=== Assignment ===
Only a number is wanted here: the count of lines in the entries below that include the word "push".

--- Given records ---

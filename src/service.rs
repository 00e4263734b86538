use std::sync::{Arc, Mutex};

use chrono::Utc;
use tokio::sync::mpsc;
use tokio::task::JoinHandle;
use uuid::Uuid;

use crate::error::ServiceError;
use crate::export::ExportBundle;
use crate::geo::{self, Coordinate, LocationSample};
use crate::geocoder::{GeocodingGateway, PlaceHit};
use crate::location_provider::{
    Accuracy, LocationProvider, LocationSubscription, PermissionStatus, ProviderError, WatchOptions,
};
use crate::marker::{LocationRequest, Marker, MarkerDraft, CURRENT_LOCATION_ADDRESS};
use crate::route::Route;
use crate::stats::{self, HistorySummary, UsageStats};
use crate::store::{Collection, Store};

/* The core orchestrator. One owned instance per app (injected into the
presentation layer, no global), holding every piece of mutable state
behind a single mutex: the marker and route collections, the current
location, the tracking flag, the capped location history, and the
persistent error message.

All mutation goes through this instance, so user-initiated calls and
watch-subscription callbacks serialize on the state lock. Durable writes
are best-effort relative to memory: see `Applied`. */

pub const MAX_HISTORY_SAMPLES: usize = 10_000;

const WATCH_CHANNEL_CAPACITY: usize = 32;

/// Outcome of a mutation. The in-memory change always applies; the
/// durable write is best-effort and reported here instead of rolled back.
#[derive(Clone, Debug, PartialEq)]
pub struct Applied<T> {
    pub value: T,
    pub persisted: bool,
}

#[derive(Default)]
struct ServiceState {
    current_location: Option<LocationSample>,
    is_tracking: bool,
    markers: Vec<Marker>,
    routes: Vec<Route>,
    location_history: Vec<LocationSample>,
    error_message: Option<String>,
}

struct WatchSession {
    subscription: Box<dyn LocationSubscription>,
    forwarder: JoinHandle<()>,
}

pub struct LocationService {
    provider: Arc<dyn LocationProvider>,
    geocoder: GeocodingGateway,
    store: Store,
    state: Arc<Mutex<ServiceState>>,
    // Async mutex: held across `provider.watch`, so a concurrent
    // `start_tracking` cannot race a second subscription into existence.
    watch: tokio::sync::Mutex<Option<WatchSession>>,
}

fn new_id() -> String {
    Uuid::new_v4().as_hyphenated().to_string()
}

fn of_provider_error(error: ProviderError) -> ServiceError {
    match error {
        ProviderError::PermissionDenied => ServiceError::PermissionDenied,
        ProviderError::Unavailable(_) => ServiceError::LocationUnavailable,
    }
}

impl LocationService {
    pub fn new(
        provider: Arc<dyn LocationProvider>,
        geocoder: GeocodingGateway,
        store: Store,
    ) -> Self {
        LocationService {
            provider,
            geocoder,
            store,
            state: Arc::new(Mutex::new(ServiceState::default())),
            watch: tokio::sync::Mutex::new(None),
        }
    }

    /// Startup: load the durable collections, then resolve permission and
    /// take one immediate fix when granted. Permission is always settled
    /// before the first fix is attempted.
    pub async fn initialize(&self) {
        let markers = self.store.load_collection(Collection::Markers);
        let routes = self.store.load_collection(Collection::Routes);
        {
            let mut state = self.state.lock().unwrap();
            state.markers = markers;
            state.routes = routes;
        }

        match self.provider.request_permission().await {
            Ok(PermissionStatus::Granted) => {
                if let Err(error) = self.refresh_current_location().await {
                    warn!("[service] initial fix failed: {}", error);
                }
            }
            Ok(PermissionStatus::Denied) => {
                self.set_error("Location permission denied");
            }
            Err(error) => {
                warn!("[service] permission request failed: {}", error);
                self.set_error("Failed to request location permission");
            }
        }
        info!("initialized");
    }

    /// One high-accuracy fix. Updates the current location and clears the
    /// error on success; no automatic retry on failure.
    pub async fn refresh_current_location(&self) -> Result<LocationSample, ServiceError> {
        match self.provider.current_fix(Accuracy::High).await {
            Ok(sample) => {
                let mut state = self.state.lock().unwrap();
                state.current_location = Some(sample.clone());
                state.error_message = None;
                Ok(sample)
            }
            Err(error) => {
                self.set_error("Failed to get current location");
                Err(of_provider_error(error))
            }
        }
    }

    /// Start the continuous position watch. A no-op when already
    /// tracking: there is never more than one live subscription.
    pub async fn start_tracking(&self) -> Result<(), ServiceError> {
        let mut slot = self.watch.lock().await;
        if slot.is_some() {
            return Ok(());
        }

        let (tx, mut rx) = mpsc::channel(WATCH_CHANNEL_CAPACITY);
        let subscription = self
            .provider
            .watch(WatchOptions::default(), tx)
            .await
            .map_err(|error| {
                self.set_error("Failed to start location tracking");
                of_provider_error(error)
            })?;

        let state = Arc::clone(&self.state);
        let forwarder = tokio::spawn(async move {
            while let Some(sample) = rx.recv().await {
                let mut state = state.lock().unwrap();
                state.current_location = Some(sample.clone());
                state.location_history.push(sample);
                let len = state.location_history.len();
                if len > MAX_HISTORY_SAMPLES {
                    state.location_history.drain(..len - MAX_HISTORY_SAMPLES);
                }
            }
        });

        self.state.lock().unwrap().is_tracking = true;
        *slot = Some(WatchSession {
            subscription,
            forwarder,
        });
        info!("[service] tracking started");
        Ok(())
    }

    /// Cancel the watch. Idempotent; no sample lands after this returns.
    pub async fn stop_tracking(&self) {
        let mut slot = self.watch.lock().await;
        if let Some(session) = slot.take() {
            session.subscription.cancel();
            session.forwarder.abort();
            info!("[service] tracking stopped");
        }
        self.state.lock().unwrap().is_tracking = false;
    }

    /// Create a marker from a draft, resolving its coordinates, then
    /// append and persist.
    pub async fn add_marker(&self, draft: MarkerDraft) -> Result<Applied<Marker>, ServiceError> {
        let name = draft.name.trim();
        if name.is_empty() {
            return Err(ServiceError::InvalidMarker("name must not be empty"));
        }

        let (coordinate, address) = match draft.location {
            LocationRequest::CurrentLocation => {
                let current = self.state.lock().unwrap().current_location.clone();
                match current {
                    Some(sample) => (sample.coordinate, CURRENT_LOCATION_ADDRESS.to_string()),
                    None => return Err(ServiceError::LocationUnavailable),
                }
            }
            LocationRequest::Address(address) => {
                let resolved = self.geocoder.geocode(&address).await?;
                (resolved.coordinate, resolved.formatted_address)
            }
            LocationRequest::Position(coordinate) => {
                if !coordinate.is_valid() {
                    return Err(ServiceError::InvalidMarker("coordinate out of range"));
                }
                (
                    coordinate,
                    format!("{:.4}, {:.4}", coordinate.latitude, coordinate.longitude),
                )
            }
        };

        let marker = Marker {
            id: new_id(),
            name: name.to_string(),
            address,
            description: draft.description.trim().to_string(),
            category: draft.category,
            coordinate,
            created_at: Utc::now(),
        };

        let persisted = {
            let mut state = self.state.lock().unwrap();
            state.markers.push(marker.clone());
            self.persist_markers(&state)
        };
        Ok(Applied {
            value: marker,
            persisted,
        })
    }

    /// Remove a marker by id. An absent id is a no-op success, so
    /// deletion stays idempotent.
    pub fn remove_marker(&self, id: &str) -> Applied<bool> {
        let mut state = self.state.lock().unwrap();
        let before = state.markers.len();
        state.markers.retain(|marker| marker.id != id);
        let removed = state.markers.len() != before;
        let persisted = if removed {
            self.persist_markers(&state)
        } else {
            true
        };
        Applied {
            value: removed,
            persisted,
        }
    }

    /// Remove a route by id, with the same idempotent contract as
    /// `remove_marker`.
    pub fn remove_route(&self, id: &str) -> Applied<bool> {
        let mut state = self.state.lock().unwrap();
        let before = state.routes.len();
        state.routes.retain(|route| route.id != id);
        let removed = state.routes.len() != before;
        let persisted = if removed {
            self.persist_routes(&state)
        } else {
            true
        };
        Applied {
            value: removed,
            persisted,
        }
    }

    /// Synthesize a straight-line route. Deterministic in its inputs
    /// aside from id and timestamp assignment.
    pub fn calculate_route(
        &self,
        origin: Coordinate,
        destination: Coordinate,
        destination_name: Option<String>,
    ) -> Applied<Route> {
        let distance_km = geo::distance_km(&origin, &destination);
        let route = Route {
            id: new_id(),
            origin,
            destination,
            destination_name,
            distance_km,
            estimated_minutes: geo::estimated_minutes(distance_km),
            created_at: Utc::now(),
        };

        let persisted = {
            let mut state = self.state.lock().unwrap();
            state.routes.push(route.clone());
            self.persist_routes(&state)
        };
        Applied {
            value: route,
            persisted,
        }
    }

    /// Routes from the current location to the `limit` closest markers,
    /// ranked by great-circle distance.
    pub fn calculate_nearby_routes(
        &self,
        limit: usize,
    ) -> Result<Vec<Applied<Route>>, ServiceError> {
        let (origin, mut candidates) = {
            let state = self.state.lock().unwrap();
            let origin = state
                .current_location
                .as_ref()
                .map(|sample| sample.coordinate)
                .ok_or(ServiceError::LocationUnavailable)?;
            let candidates: Vec<(f64, String, Coordinate)> = state
                .markers
                .iter()
                .map(|marker| {
                    (
                        geo::distance_km(&origin, &marker.coordinate),
                        marker.name.clone(),
                        marker.coordinate,
                    )
                })
                .collect();
            (origin, candidates)
        };

        candidates.sort_by(|a, b| a.0.total_cmp(&b.0));
        Ok(candidates
            .into_iter()
            .take(limit)
            .map(|(_, name, coordinate)| self.calculate_route(origin, coordinate, Some(name)))
            .collect())
    }

    /// Free-text place search, centered on the current location when one
    /// is known. Hits can be turned into markers via
    /// `LocationRequest::Position`.
    pub async fn search_places(&self, query: &str, radius_m: u32) -> Vec<PlaceHit> {
        let near = self
            .state
            .lock()
            .unwrap()
            .current_location
            .as_ref()
            .map(|sample| sample.coordinate);
        self.geocoder.search_places(query, near, radius_m).await
    }

    /// Empty everything, memory and durable storage. The three in-memory
    /// resets happen under one lock, so no reader can observe a
    /// partially-cleared state.
    pub fn clear_all_data(&self) -> Applied<()> {
        let mut state = self.state.lock().unwrap();
        state.markers.clear();
        state.routes.clear();
        state.location_history.clear();
        let persisted = match self.store.clear(&[Collection::Markers, Collection::Routes]) {
            Ok(()) => true,
            Err(error) => {
                warn!("[service] failed to clear durable collections: {}", error);
                false
            }
        };
        Applied {
            value: (),
            persisted,
        }
    }

    pub fn current_location(&self) -> Option<LocationSample> {
        self.state.lock().unwrap().current_location.clone()
    }

    pub fn is_tracking(&self) -> bool {
        self.state.lock().unwrap().is_tracking
    }

    pub fn markers(&self) -> Vec<Marker> {
        self.state.lock().unwrap().markers.clone()
    }

    pub fn routes(&self) -> Vec<Route> {
        self.state.lock().unwrap().routes.clone()
    }

    pub fn location_history(&self) -> Vec<LocationSample> {
        self.state.lock().unwrap().location_history.clone()
    }

    pub fn error_message(&self) -> Option<String> {
        self.state.lock().unwrap().error_message.clone()
    }

    pub fn usage_stats(&self) -> UsageStats {
        let state = self.state.lock().unwrap();
        stats::usage_stats(&state.markers, &state.routes)
    }

    pub fn history_summary(&self) -> Option<HistorySummary> {
        let state = self.state.lock().unwrap();
        stats::history_summary(&state.location_history)
    }

    /// Serialize everything into a versioned export bundle.
    pub fn export_json(&self) -> Result<String, ServiceError> {
        let bundle = {
            let state = self.state.lock().unwrap();
            ExportBundle::new(
                state.markers.clone(),
                state.routes.clone(),
                state.location_history.clone(),
            )
        };
        bundle
            .to_json()
            .map_err(|error| ServiceError::Persistence(error.to_string()))
    }

    fn persist_markers(&self, state: &ServiceState) -> bool {
        match self
            .store
            .save_collection(Collection::Markers, &state.markers)
        {
            Ok(()) => true,
            Err(error) => {
                warn!("[service] failed to persist markers: {}", error);
                false
            }
        }
    }

    fn persist_routes(&self, state: &ServiceState) -> bool {
        match self.store.save_collection(Collection::Routes, &state.routes) {
            Ok(()) => true,
            Err(error) => {
                warn!("[service] failed to persist routes: {}", error);
                false
            }
        }
    }

    fn set_error(&self, message: &str) {
        self.state.lock().unwrap().error_message = Some(message.to_string());
    }
}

---

=== Reply to the task ===
3